EXERCISE DETAILS
For the word "AclSpec", find each line in the entries where it occurs and copy that line.

SOURCE MATERIAL

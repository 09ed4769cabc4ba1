//! End-to-end scenario driver.
//!
//! A scenario runs in phases. The cluster phase launches every agent,
//! waits for nodes, then stages, submits and polls each workload in order.
//! The ACL phase bootstraps a separate server. Each phase owns a
//! `Teardown` that is released when the phase ends, whichever step failed.
//! The first failing step ends the scenario; remaining steps are reported
//! as skipped.

use std::ffi::OsString;
use std::path::{Path, PathBuf};
use std::time::{Duration, Instant};

use chrono::Utc;
use drill_core::{AclSpec, ClusterSpec, HarnessConfig, ScenarioSpec, WorkloadSpec};
use drill_exec::{CommandRunner, Launcher, OrchestratorCli, Teardown};
use drill_poll::{PollOutcome, PollResult, ReadinessProbes, DEFAULT_POLL_INTERVAL};
use tracing::{info, info_span, warn};

use crate::bootstrap::{BootstrapFlow, Warmup};
use crate::report::{truncate_output, ScenarioReport, StepReport, StepStatus, MAX_OUTPUT_BYTES};
use crate::staging::stage_workload;

pub const LAUNCH_CLUSTER_STEP: &str = "launch-cluster";
pub const NODES_READY_STEP: &str = "nodes-ready";
pub const ACL_BOOTSTRAP_STEP: &str = "acl-bootstrap";

pub fn workload_step_name(workload: &WorkloadSpec) -> String {
    format!("workload:{}", workload.name)
}

/// What a single step produced.
struct StepOutcome {
    passed: bool,
    attempts: Option<u32>,
    detail: Option<String>,
    output: String,
}

impl StepOutcome {
    fn pass(detail: impl Into<String>) -> Self {
        Self {
            passed: true,
            attempts: None,
            detail: Some(detail.into()),
            output: String::new(),
        }
    }

    fn fail(detail: impl Into<String>) -> Self {
        Self {
            passed: false,
            attempts: None,
            detail: Some(detail.into()),
            output: String::new(),
        }
    }

    fn from_poll(result: PollResult, ready_detail: &str) -> Self {
        let detail = match &result.outcome {
            PollOutcome::Ready => ready_detail.to_string(),
            PollOutcome::Exhausted => "retries exhausted before ready".to_string(),
            PollOutcome::CommandFailed { message } => format!("status command failed: {message}"),
        };
        Self {
            passed: result.is_ready(),
            attempts: Some(result.attempts),
            detail: Some(detail),
            output: result.output,
        }
    }
}

/// Collects step reports and stops running steps after the first failure.
struct StepLog {
    steps: Vec<StepReport>,
    halted: bool,
}

impl StepLog {
    fn new() -> Self {
        Self {
            steps: Vec::new(),
            halted: false,
        }
    }

    fn run(&mut self, name: &str, step: impl FnOnce() -> StepOutcome) -> bool {
        let started_at = Utc::now();
        if self.halted {
            self.steps.push(StepReport {
                name: name.to_string(),
                status: StepStatus::Skipped,
                attempts: None,
                detail: Some("skipped after earlier failure".to_string()),
                output: String::new(),
                started_at,
                finished_at: started_at,
            });
            return false;
        }

        let outcome = step();
        let status = if outcome.passed {
            info!(step = name, "step passed");
            StepStatus::Passed
        } else {
            warn!(step = name, detail = outcome.detail.as_deref().unwrap_or(""), "step failed");
            self.halted = true;
            StepStatus::Failed
        };
        self.steps.push(StepReport {
            name: name.to_string(),
            status,
            attempts: outcome.attempts,
            detail: outcome.detail,
            output: truncate_output(&outcome.output, MAX_OUTPUT_BYTES),
            started_at,
            finished_at: Utc::now(),
        });
        outcome.passed
    }
}

pub struct ScenarioDriver<R> {
    runner: R,
    launcher: Launcher,
    poll_interval: Duration,
    warmup: Warmup,
}

impl ScenarioDriver<OrchestratorCli> {
    pub fn from_config(config: &HarnessConfig) -> Self {
        let mut cli = OrchestratorCli::new(&config.binary);
        if let Some(dir) = &config.work_dir {
            cli = cli.with_work_dir(dir);
        }
        let mut launcher = Launcher::new(cli.clone());
        if let Some(dir) = &config.agent_log_dir {
            launcher = launcher.with_log_dir(dir);
        }
        Self::new(cli, launcher)
            .with_poll_interval(config.poll_interval())
            .with_warmup(Warmup::from_config(&config.warmup))
    }
}

impl<R: CommandRunner> ScenarioDriver<R> {
    pub fn new(runner: R, launcher: Launcher) -> Self {
        Self {
            runner,
            launcher,
            poll_interval: DEFAULT_POLL_INTERVAL,
            warmup: Warmup::default(),
        }
    }

    pub fn with_poll_interval(mut self, interval: Duration) -> Self {
        self.poll_interval = interval;
        self
    }

    pub fn with_warmup(mut self, warmup: Warmup) -> Self {
        self.warmup = warmup;
        self
    }

    pub fn run(&self, spec: &ScenarioSpec) -> ScenarioReport {
        let span = info_span!("scenario", name = %spec.name);
        let _entered = span.enter();
        info!("scenario started");

        let started_at = Utc::now();
        let start_instant = Instant::now();
        let mut log = StepLog::new();

        if let Some(cluster) = &spec.cluster {
            self.run_cluster_phase(cluster, &spec.workloads, &mut log);
        }
        if let Some(acl) = &spec.acl {
            self.run_acl_phase(acl, &mut log);
        }

        let passed = !log.steps.is_empty()
            && log
                .steps
                .iter()
                .all(|step| step.status == StepStatus::Passed);
        info!(passed, "scenario finished");

        ScenarioReport {
            scenario: spec.name.clone(),
            passed,
            steps: log.steps,
            started_at,
            finished_at: Utc::now(),
            duration_secs: start_instant.elapsed().as_secs_f64(),
        }
    }

    fn run_cluster_phase(&self, cluster: &ClusterSpec, workloads: &[WorkloadSpec], log: &mut StepLog) {
        let mut teardown = Teardown::new();
        let probes = ReadinessProbes::new(&self.runner).with_interval(self.poll_interval);

        log.run(LAUNCH_CLUSTER_STEP, || {
            match self.launcher.launch_into(&mut teardown, &cluster.configs) {
                Ok(()) => StepOutcome::pass(format!("{} agents started", cluster.configs.len())),
                Err(err) => StepOutcome::fail(err.to_string()),
            }
        });

        log.run(NODES_READY_STEP, || {
            StepOutcome::from_poll(probes.all_nodes_ready(cluster.node_retries), "all nodes ready")
        });

        for workload in workloads {
            log.run(&workload_step_name(workload), || {
                self.run_workload(workload, &probes, &mut teardown)
            });
        }

        teardown.release_all();
    }

    fn run_workload(
        &self,
        workload: &WorkloadSpec,
        probes: &ReadinessProbes<&R>,
        teardown: &mut Teardown,
    ) -> StepOutcome {
        let descriptor = match workload.descriptor_text() {
            Ok(text) => text,
            Err(err) => return StepOutcome::fail(err.to_string()),
        };

        let staged = match stage_workload(&workload.name, &descriptor) {
            Ok(staged) => staged,
            Err(err) => return StepOutcome::fail(format!("staging descriptor failed: {err}")),
        };
        let path = staged.path().to_path_buf();
        teardown.register(staged);

        if let Err(detail) = self.submit(&path) {
            return StepOutcome::fail(detail);
        }

        let result = probes.job_ready(&workload.job, &workload.flags, workload.retries);
        let mut outcome = StepOutcome::from_poll(result, "job ready");
        if outcome.passed {
            if let Some(problem) = check_markers(&outcome.output, workload) {
                outcome.passed = false;
                outcome.detail = Some(problem);
            }
        }
        outcome
    }

    fn submit(&self, descriptor: &Path) -> Result<(), String> {
        let args = vec!["run".to_string(), descriptor.to_string_lossy().into_owned()];
        match self.runner.run(&args) {
            Ok(_) => {
                info!(descriptor = %descriptor.display(), "workload submitted");
                Ok(())
            }
            Err(err) => {
                let stderr = err.stderr().map(str::trim).unwrap_or_default();
                if stderr.is_empty() {
                    Err(format!("submit failed: {err}"))
                } else {
                    Err(format!("submit failed: {err}: {stderr}"))
                }
            }
        }
    }

    fn run_acl_phase(&self, acl: &AclSpec, log: &mut StepLog) {
        let mut teardown = Teardown::new();
        let flow = BootstrapFlow::new(&self.launcher, &self.runner, self.warmup.clone());

        log.run(ACL_BOOTSTRAP_STEP, || {
            match flow.run(&mut teardown, &acl.server_config) {
                Ok(credential) if credential.is_empty() => {
                    StepOutcome::fail("acl bootstrap returned an empty credential")
                }
                Ok(credential) => StepOutcome::pass(format!(
                    "credential captured ({} bytes)",
                    credential.expose().len()
                )),
                Err(err) => StepOutcome::fail(err.to_string()),
            }
        });

        teardown.release_all();
    }
}

/// First expectation the job output violates, if any.
pub fn check_markers(output: &str, workload: &WorkloadSpec) -> Option<String> {
    if let Some(marker) = workload
        .must_not_contain
        .iter()
        .find(|marker| output.contains(marker.as_str()))
    {
        return Some(format!("job output contains `{marker}`"));
    }
    workload
        .must_contain
        .iter()
        .find(|marker| !output.contains(marker.as_str()))
        .map(|marker| format!("job output lacks `{marker}`"))
}

/// Steps `run` will report for `spec`, in order.
pub fn planned_steps(spec: &ScenarioSpec) -> Vec<String> {
    let mut steps = Vec::new();
    if spec.cluster.is_some() {
        steps.push(LAUNCH_CLUSTER_STEP.to_string());
        steps.push(NODES_READY_STEP.to_string());
        steps.extend(spec.workloads.iter().map(workload_step_name));
    }
    if spec.acl.is_some() {
        steps.push(ACL_BOOTSTRAP_STEP.to_string());
    }
    steps
}

/// Render argv for the agent the launcher would start for `config`.
pub fn agent_command_line(binary: &Path, config: &Path) -> String {
    drill_exec::render_command(
        binary,
        &[
            OsString::from("agent"),
            OsString::from("-config"),
            config.as_os_str().to_os_string(),
        ],
    )
}

/// Agent configs a scenario refers to, for pre-flight display.
pub fn referenced_configs(spec: &ScenarioSpec) -> Vec<PathBuf> {
    let mut configs: Vec<PathBuf> = spec
        .cluster
        .as_ref()
        .map(|cluster| cluster.configs.clone())
        .unwrap_or_default();
    if let Some(acl) = &spec.acl {
        configs.push(acl.server_config.clone());
    }
    configs
}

ANSWER FOR THIS EXERCISE
use drill_core::{AclSpec, ClusterSpec, HarnessConfig, ScenarioSpec, WorkloadSpec};
    fn run_acl_phase(&self, acl: &AclSpec, log: &mut StepLog) {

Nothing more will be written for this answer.